On Jan 31, 2008 8:47 AM, Lucas Hazel <lucas@die.net.au> wrote:
On Thu, 31 Jan 2008 08:24:01 +0200 "Ross Cameron" <ross.cameron@linuxpro.co.za> wrote:
CRUX is a beautifully elegant system but I think there is a LOT of room for improvement in the package management side of things.
The CRUX community has the makings of a STUNNING enterprise ready OS,... shouldn't we pursue this?
1. Binary package support means a lot more work in terms of quality assurance. Unless you want to pay the devs to work on CRUX full time, I don't see this happening.

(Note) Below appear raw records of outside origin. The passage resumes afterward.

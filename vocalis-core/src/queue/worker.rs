//! Blocking queue worker loop.
//!
//! ## Per-iteration shape
//!
//! ```text
//! 1. Pop the (priority, enqueue_seq)-minimum request; mark it current
//! 2. Synthesize through the pool (not cancellable mid-call)
//! 3. If the cancel flag was raised meanwhile: discard samples, skip playback
//! 4. Play through the sink (blocks until finished or cancelled)
//! 5. Clear current; emit the terminal QueueEvent
//! ```
//!
//! Synthesis failures, playback failures and cancellations are
//! individual-request outcomes: logged, broadcast, absorbed. Only the
//! shutdown signal ends the loop. When the queue is empty the worker parks
//! on the wake channel rather than spinning.

use std::sync::atomic::{AtomicBool, AtomicU64, Ordering};
use std::sync::Arc;

use crossbeam_channel::{select, Receiver};
use parking_lot::Mutex;
use tokio::sync::broadcast;
use tracing::{debug, error, info};

use crate::audio::{AudioSink, PlaybackOutcome};
use crate::error::VocalisError;
use crate::events::{QueueEvent, QueueEventKind};
use crate::synth::SynthesizerPool;

use super::{CurrentPlayback, QueueState, SpeechRequest};

/// All context the worker needs, passed as one struct so the thread closure
/// stays tidy.
pub(crate) struct WorkerContext {
    pub(crate) state: Arc<Mutex<QueueState>>,
    pub(crate) running: Arc<AtomicBool>,
    pub(crate) wake_rx: Receiver<()>,
    pub(crate) shutdown_rx: Receiver<()>,
    pub(crate) pool: Arc<SynthesizerPool>,
    pub(crate) sink: Arc<dyn AudioSink>,
    pub(crate) events_tx: broadcast::Sender<QueueEvent>,
    pub(crate) event_seq: Arc<AtomicU64>,
}

/// Run the worker until shutdown is signalled.
pub(crate) fn run(ctx: WorkerContext) {
    info!("speech queue worker started");

    loop {
        if !ctx.running.load(Ordering::SeqCst) {
            break;
        }

        let Some(request) = take_next(&ctx.state) else {
            select! {
                recv(ctx.wake_rx) -> msg => {
                    if msg.is_err() {
                        break;
                    }
                }
                recv(ctx.shutdown_rx) -> _ => break,
            }
            continue;
        };

        process(&ctx, &request);
        ctx.state.lock().current = None;
    }

    info!("speech queue worker stopped");
}

/// Pop the minimum (priority, enqueue_seq) request and mark it current,
/// atomically under the queue lock.
fn take_next(state: &Arc<Mutex<QueueState>>) -> Option<SpeechRequest> {
    let mut state = state.lock();
    let key = *state.pending.keys().next()?;
    let request = state.pending.remove(&key)?;
    state.current = Some(CurrentPlayback {
        request_id: request.id.clone(),
        priority: request.priority,
        cancel: request.cancel.clone(),
    });
    Some(request)
}

fn process(ctx: &WorkerContext, request: &SpeechRequest) {
    emit(ctx, &request.id, QueueEventKind::Started);
    debug!(
        request_id = %request.id,
        voice = %request.voice_id,
        priority = request.priority,
        source = %request.source,
        "processing speech request"
    );

    let synthesis = match ctx.pool.synthesize(
        &request.text,
        &request.voice_id,
        request.speed,
        Some(&request.cancel),
    ) {
        Ok(synthesis) => synthesis,
        Err(VocalisError::Cancelled) => {
            info!(request_id = %request.id, "request cancelled before synthesis");
            emit(ctx, &request.id, QueueEventKind::Skipped);
            return;
        }
        Err(e) => {
            error!(request_id = %request.id, error = %e, "synthesis failed");
            emit(ctx, &request.id, QueueEventKind::Failed);
            return;
        }
    };

    // Synthesis is not cancellable mid-call; a flag raised while it ran
    // means the samples are discarded and playback never starts.
    if request.cancel.is_raised() {
        info!(request_id = %request.id, "cancelled between synthesis and playback — discarding samples");
        emit(ctx, &request.id, QueueEventKind::Skipped);
        return;
    }

    match ctx
        .sink
        .play(&synthesis.samples, synthesis.sample_rate, &request.cancel)
    {
        Ok(PlaybackOutcome::Completed) => {
            debug!(request_id = %request.id, samples = synthesis.samples.len(), "playback complete");
            emit(ctx, &request.id, QueueEventKind::Completed);
        }
        Ok(PlaybackOutcome::Cancelled) => {
            info!(request_id = %request.id, "playback cancelled");
            emit(ctx, &request.id, QueueEventKind::Cancelled);
        }
        Err(e) => {
            error!(request_id = %request.id, error = %e, "playback failed");
            emit(ctx, &request.id, QueueEventKind::Failed);
        }
    }
}

fn emit(ctx: &WorkerContext, request_id: &str, kind: QueueEventKind) {
    let seq = ctx.event_seq.fetch_add(1, Ordering::Relaxed);
    let _ = ctx.events_tx.send(QueueEvent {
        seq,
        request_id: request_id.to_string(),
        kind,
    });
}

I disagree,... you have to put just as much effort into you're source Pkgfile build system. If this sort of quality control wasn't happening,... no matter what ports collection you use CRUX would be unstable and not worth considering. So we are already doing the work,... why not just bulk build the packages in the official ports for the end user and supply an FTP mirror?
2. Binary package support == dependency hell. This is why many people (myself included) choose to use a source based distro such as CRUX.
Not necessarily,... I find that the ports system handles dependencies beautifully and that it's VERY easy to use that to resolve you're dependencies. At the moment I'm toying about with a few meta-data idea with the pkgutils that pull the dependency data from ports and include it in the package. I'd keep the current development mentality, its brilliant!, and just extent pkgutils and the package structure.
IMHO the package system is fine, and shines in a networked environment. All you need is a build machine and provide nfs access to your packages, then all your other CRUX machines get the binary package support you desire.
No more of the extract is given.